So I'd go no. And then you would get punished.
Speaker 2: And is this done publicly? Is everyone, is it all done individually?
Sometimes it was publicly. So at the wisdom bait meetings, it was done a lot. But then sometimes if someone just wanted to ask a question it was done just with a few people. It's, oh my God, my mind is just like, it's a lot of very, like, you must have lived in [00:23:00] fear constantly.
Oh, all the time because you just never know what's gonna happen, what's gonna be asked of you.
Speaker 4: No. And you wake up going, oh, what's today gonna be another shit day? Like, what's, you know, what am I gonna have to do today? Or you never wake up. Oh my God, it's gonna be such a good day. Like it's my birthday.
Like you just, yeah.
Speaker 2: And this is all you knew from birth.
Speaker 4: Yep. And I'd always, like, when the abuse, mainly the physical abuse, like the sexual abuse, when that started, that was when I was like, I just want out, but I didn't know what to do. And, like, I have vivid memories of having this dream where, because I was, we stayed on the second story of the house, and I have, Like this, the dream was the same and I've had it for years that I was, I would jump out of the, out of my window and we had a fence [00:24:00] and I'd climb the fence.
And just run, just run anywhere, but I could never move
Speaker 3: like
Speaker 4: I was running, but I wasn't actually moving. And then, and then I'd like wake myself up and I'm like, where can I go? I have no money. I don't know what to do. Who's going to believe me? Because everybody around thought that we were such. a perfect family and, and the people that thought any different, like thought that there was something funny going on, were too scared to even speak up or yeah.
Speaker 2:
you knew, there's obviously other children that are a part of the group. Was it mainly just a few families? Cause. From what I can see, the most was like 30 members, or was it ever a lot bigger than that?
Speaker 4: Yeah, it's a lot bigger now. So when, so when I left so I left when I was 18 and I left [00:25:00] because my, my older brother actually left before me. So I knew I had somewhere to go.
Speaker 3: Yeah.
Speaker 4: And then yeah, he, he's actually back in there now.
Speaker 2: Wow. I'll get into, I want to get into all of that in a second, actually, before I do, I just want to make sure I don't skip some of the, the beginnings of it.
What was the purpose of the cult? Like, other than it's just, it's just accused philosophies on life and, but like, what was it, what was he teaching you guys to do or to be? What was the ideal environment according to him?
Speaker 4: He, like his main focus was to create a place where everybody could live, work in harmonious and that's, that's what he was preaching to everybody.
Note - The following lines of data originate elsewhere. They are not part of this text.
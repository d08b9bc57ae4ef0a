//! Two-level preconditioner: a global coarse correction followed by a
//! local block solve.
//!
//! The coarse space has one piecewise-constant basis function per rank
//! (the indicator of its owned rows), so the coarse operator is the P×P
//! matrix `A0[i][j] = Σ A(r, c)` over rows owned by rank `i` and columns
//! owned by rank `j`. Each rank computes its own row (row split) or column
//! (column split) of `A0`; the root rank gathers, assembles and factors it.
//!
//! One application with right-hand side `b` and iterate `x`:
//!
//! 1. `z ← b − A·x`
//! 2. every rank sums its block of `z`; the sums are gathered on the root
//! 3. the root solves `A0·c = sums` and scatters `c[r]` to rank `r`
//! 4. `x ← x + c[rank]` on every owned entry
//! 5. `z ← b − A·x`
//! 6. `x ← x + M_local⁻¹·z` with the local block preconditioner
//!
//! The transposed application uses `Aᵀ` and `A0ᵀ` throughout.

use crate::config::TwoLevelOptions;
use crate::core::traits::LocalMatrix;
use crate::distributed::{DistMatrix, DistVector, Split};
use crate::error::{KError, Result};
use crate::matrix::SparseRowMatrix;
use crate::preconditioner::{LocalLu, Preconditioner};
use crate::solver::direct_lu::DenseLu;
use faer::Mat;

pub struct TwoLevel<M: LocalMatrix = SparseRowMatrix, P = LocalLu> {
    opts: TwoLevelOptions,
    local: P,
    matrix: Option<DistMatrix<M>>,
    coarse: Option<DenseLu>,
}

impl<M: LocalMatrix, P> TwoLevel<M, P> {
    pub fn new(local: P) -> Self {
        Self::with_options(local, TwoLevelOptions::default())
    }

    pub fn with_options(local: P, opts: TwoLevelOptions) -> Self {
        Self { opts, local, matrix: None, coarse: None }
    }

    /// Rank that owns the coarse system.
    pub fn root(&self) -> usize {
        self.opts.root
    }

    /// Coarse system dimension once set up (root rank only).
    pub fn coarse_dim(&self) -> Option<usize> {
        self.coarse.as_ref().map(DenseLu::dim)
    }

    fn operator(&self) -> Result<&DistMatrix<M>> {
        self.matrix
            .as_ref()
            .ok_or_else(|| KError::InvalidArgument("two-level preconditioner applied before setup".into()))
    }

    /// This rank's row (row split) or column (column split) of `A0`.
    fn coarse_contribution(a: &DistMatrix<M>) -> Vec<f64> {
        let rank = a.channel().rank();
        let mut part = vec![0.0; a.channel().size()];
        a.diagonal_block().for_each_nonzero(|_, _, v| part[rank] += v);
        let (owners, split) = match a.split() {
            Split::Rows => (a.column_ownership(), Split::Rows),
            Split::Columns => (a.row_ownership(), Split::Columns),
        };
        a.off_diagonal_block().for_each_nonzero(|i, j, v| {
            let g = if split == Split::Rows { j } else { i };
            if let Some(p) = owners.owner(g) {
                part[p] += v;
            }
        });
        part
    }
}

impl<M, P> TwoLevel<M, P>
where
    M: LocalMatrix,
    P: Preconditioner<M, [f64]>,
{
    fn coarse_solve(&self, transpose: bool, rhs: &[f64]) -> Result<Vec<f64>> {
        let lu = self
            .coarse
            .as_ref()
            .ok_or_else(|| KError::InvalidArgument("coarse system missing on root".into()))?;
        let mut c = vec![0.0; rhs.len()];
        if transpose {
            lu.solve_transpose(rhs, &mut c)?;
        } else {
            lu.solve(rhs, &mut c)?;
        }
        Ok(c)
    }

    fn correct(&self, transpose: bool, b: &DistVector, x: &mut DistVector) -> Result<()> {
        let a = self.operator()?;
        let comm = a.channel();
        let rank = comm.rank();
        let size = comm.size();
        let root = self.opts.root;

        let mut z = a.row_vector()?;
        a.residual(b, x, &mut z, transpose)?;

        let sum: f64 = z.local().iter().sum();
        let mut sums: Vec<Vec<f64>> = if rank == root { vec![vec![0.0]; size] } else { Vec::new() };
        comm.gather(&[sum], &mut sums, root)?;

        // The root's outcome travels with the scatter so a failed coarse
        // solve fails every rank instead of stranding them.
        let shares: Vec<Vec<Result<f64>>> = if rank == root {
            let rhs: Vec<f64> = sums.into_iter().flatten().collect();
            match self.coarse_solve(transpose, &rhs) {
                Ok(c) => c.into_iter().map(|v| vec![Ok(v)]).collect(),
                Err(e) => vec![vec![Err(e)]; size],
            }
        } else {
            Vec::new()
        };
        let mut share = [Ok(0.0)];
        comm.scatter(&shares, &mut share, root)?;
        let [share] = share;
        let c = share?;
        for v in x.local_mut() {
            *v += c;
        }

        a.residual(b, x, &mut z, transpose)?;
        let mut t = vec![0.0; z.local().len()];
        if transpose {
            self.local.trans_apply(z.local(), &mut t)?;
        } else {
            self.local.apply(z.local(), &mut t)?;
        }
        for (v, dv) in x.local_mut().iter_mut().zip(&t) {
            *v += dv;
        }
        Ok(())
    }
}

impl<M, P> Preconditioner<DistMatrix<M>, DistVector> for TwoLevel<M, P>
where
    M: LocalMatrix,
    P: Preconditioner<M, [f64]>,
{
    /// Collective: assemble and factor the coarse system on the root and
    /// set up the local block preconditioner on every rank.
    fn setup(&mut self, a: &DistMatrix<M>) -> Result<()> {
        let comm = a.channel();
        let rank = comm.rank();
        let size = comm.size();
        let root = self.opts.root;
        let _span = tracing::debug_span!("two_level_setup", rank, root).entered();

        let shape = if root >= size {
            Err(KError::InvalidRank { rank: root, size })
        } else if a.row_ownership() != a.column_ownership() {
            Err(KError::InvalidArgument(
                "two-level preconditioning needs matching row and column blocks".into(),
            ))
        } else {
            Ok(())
        };
        comm.agree(shape)?;

        let part = Self::coarse_contribution(a);
        let mut parts: Vec<Vec<f64>> = if rank == root { vec![vec![0.0; size]; size] } else { Vec::new() };
        comm.gather(&part, &mut parts, root)?;

        let coarse = if rank == root {
            let a0 = match a.split() {
                Split::Rows => Mat::from_fn(size, size, |i, j| parts[i][j]),
                Split::Columns => Mat::from_fn(size, size, |i, j| parts[j][i]),
            };
            DenseLu::factor(&a0).map(Some)
        } else {
            Ok(None)
        };
        let mut status = [coarse.as_ref().err().cloned()];
        comm.broadcast(&mut status, root)?;
        let [status] = status;
        if let Some(e) = status {
            tracing::warn!(error = %e, "coarse factorization failed");
            return Err(e);
        }
        let coarse = coarse?;

        comm.agree(self.local.setup(a.diagonal_block()))?;
        tracing::debug!(coarse_dim = size, "two-level preconditioner ready");

        self.coarse = coarse;
        self.matrix = Some(a.clone());
        Ok(())
    }

    fn apply(&self, b: &DistVector, x: &mut DistVector) -> Result<()> {
        self.correct(false, b, x)
    }

    fn trans_apply(&self, b: &DistVector, x: &mut DistVector) -> Result<()> {
        self.correct(true, b, x)
    }
}
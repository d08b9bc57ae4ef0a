//! Options for collective groups and the two-level preconditioner.
//!
//! Both structs are plain data with sensible defaults; validation against a
//! concrete group happens where they are consumed.

/// Collective group parameters.
///
/// Every rank is an OS thread. Non-blocking transfers add one lane thread
/// per rank, peer and direction in use (see [`Channel`](crate::parallel::Channel)),
/// so densely coupled groups of size `P` may hold up to `2P(P-1)` lane
/// threads on top of the `P` rank threads.
#[derive(Debug, Clone, PartialEq, Eq)]
pub struct GroupOptions {
    /// Number of ranks (threads) in the group.
    pub size: usize,
}

impl Default for GroupOptions {
    fn default() -> Self {
        Self { size: num_cpus::get().max(1) }
    }
}

impl GroupOptions {
    pub fn with_size(size: usize) -> Self {
        Self { size }
    }
}

/// Two-level (coarse-grid corrected) preconditioner parameters.
#[derive(Debug, Clone, PartialEq, Eq, Default)]
pub struct TwoLevelOptions {
    /// Rank that assembles, factors and solves the coarse system.
    pub root: usize,
}

impl TwoLevelOptions {
    pub fn with_root(root: usize) -> Self {
        Self { root }
    }
}
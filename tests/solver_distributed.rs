//! Distributed BiCGStab with and without preconditioning.
//!
//! Each test solves a system with a known solution on several ranks and
//! compares the gathered iterate with it.

mod common;

use common::{diag_dominant, distribute, even_sizes, laplacian, scatter_vec, Global};
use vmpi::distributed::{DistMatrix, Split};
use vmpi::parallel::run;
use vmpi::preconditioner::{BlockDiagonal, Jacobi, LocalLu, Preconditioner, TwoLevel};
use vmpi::solver::{BiCgStabSolver, LinearSolver};
use vmpi::SolveStats;

/// Compute the relative L2 error between two vectors.
fn rel_error(x: &[f64], x_true: &[f64]) -> f64 {
    let num: f64 = x.iter().zip(x_true).map(|(a, b)| (a - b).powi(2)).sum();
    let den: f64 = x_true.iter().map(|b| b * b).sum();
    (num / den).sqrt()
}

#[derive(Clone, Copy, Debug)]
enum Pc {
    None,
    BlockJacobi,
    BlockLu,
    TwoLevel,
}

fn solve(g: &Global, ranks: usize, split: Split, pc: Pc) -> Vec<(Vec<f64>, SolveStats<f64>)> {
    let n = g.nrows;
    let sizes = even_sizes(n, ranks);
    let x_true: Vec<f64> = (0..n).map(|i| 1.0 + (i % 3) as f64).collect();
    let b0 = g.matvec(&x_true);
    run(ranks, |ch| {
        let a: DistMatrix = distribute(&ch, g, &sizes, &sizes, split);
        let b = scatter_vec(&ch, &b0, &sizes);
        let mut x = a.column_vector().unwrap();
        let mut solver = BiCgStabSolver::new(1e-10, 500);
        let stats = match pc {
            Pc::None => solver.solve(&a, None, &b, &mut x),
            Pc::BlockJacobi => {
                let mut p = BlockDiagonal::new(Jacobi::new());
                p.setup(&a).unwrap();
                solver.solve(&a, Some(&p), &b, &mut x)
            }
            Pc::BlockLu => {
                let mut p = BlockDiagonal::new(LocalLu::new());
                p.setup(&a).unwrap();
                solver.solve(&a, Some(&p), &b, &mut x)
            }
            Pc::TwoLevel => {
                let mut p: TwoLevel = TwoLevel::new(LocalLu::new());
                p.setup(&a).unwrap();
                solver.solve(&a, Some(&p), &b, &mut x)
            }
        }
        .unwrap();
        (x.all_gather().unwrap(), stats)
    })
    .unwrap()
    .into_iter()
    .map(|(x, stats)| {
        let err = rel_error(&x, &x_true);
        assert!(err < 1e-6, "{pc:?}: relative error {err:e}, stats = {stats:?}");
        (x, stats)
    })
    .collect()
}

#[test]
fn unpreconditioned_converges() {
    for (_, stats) in solve(&diag_dominant(30, 0.2, 21), 3, Split::Rows, Pc::None) {
        assert!(stats.converged, "stats = {stats:?}");
    }
}

#[test]
fn block_preconditioners_converge_on_both_splits() {
    let g = diag_dominant(32, 0.15, 22);
    for split in [Split::Rows, Split::Columns] {
        for pc in [Pc::BlockJacobi, Pc::BlockLu, Pc::TwoLevel] {
            for (_, stats) in solve(&g, 4, split, pc) {
                assert!(stats.converged, "{split:?} {pc:?}: stats = {stats:?}");
            }
        }
    }
}

#[test]
fn laplacian_with_every_preconditioner() {
    let g = laplacian(48, false);
    for pc in [Pc::BlockJacobi, Pc::BlockLu, Pc::TwoLevel] {
        let results = solve(&g, 4, Split::Rows, pc);
        assert!(results[0].1.converged, "{pc:?}: stats = {:?}", results[0].1);
    }
}

#[test]
fn every_rank_reports_the_same_stats() {
    let results = solve(&diag_dominant(20, 0.3, 23), 5, Split::Rows, Pc::TwoLevel);
    let (x0, s0) = &results[0];
    for (x, s) in &results[1..] {
        assert_eq!(x, x0);
        assert_eq!(s, s0);
    }
}
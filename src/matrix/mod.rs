//! Matrix module: local matrix types.

pub mod sparse;
pub use sparse::SparseRowMatrix;
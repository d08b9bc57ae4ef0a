//! Shared helpers.

pub mod convergence;

pub use convergence::{Convergence, SolveStats};
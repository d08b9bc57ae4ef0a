//! Convergence tracking & tolerance checks for iterative solvers.

/// Stopping criteria: relative residual tolerance and an iteration cap.
#[derive(Clone, Copy, Debug, PartialEq)]
pub struct Convergence<T> {
    pub tol: T,
    pub max_iters: usize,
}

#[derive(Clone, Debug, PartialEq)]
pub struct SolveStats<T> {
    pub iterations: usize,
    pub final_residual: T,
    pub converged: bool,
}

impl<T: Copy + num_traits::Float> Convergence<T> {
    pub fn new(tol: T, max_iters: usize) -> Self {
        Self { tol, max_iters }
    }

    /// Returns (should_stop, stats) given current `res_norm`, the reference
    /// norm `res0_norm` and iteration `i`.
    ///
    /// A zero reference norm measures `res_norm` absolutely.
    pub fn check(&self, res_norm: T, res0_norm: T, i: usize) -> (bool, SolveStats<T>) {
        let rel = if res0_norm > T::zero() { res_norm / res0_norm } else { res_norm };
        let converged = rel <= self.tol;
        (
            converged || i >= self.max_iters,
            SolveStats {
                iterations: i,
                final_residual: res_norm,
                converged,
            },
        )
    }
}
To me, now that I'm out. All he ever wanted to do was have control of everything, people's money, people's mind, people's [00:26:00] bodies. That's what he was creating. And yeah, but he was, they were doing these seminars on how to resolve problems like that you can't, like you and I, if we, if I had a problem with you, Hollie you and I can't resolve it together.
We had to bring someone else in. So that's what they were preaching to people, but behind closed doors, it was far from the ideal environment.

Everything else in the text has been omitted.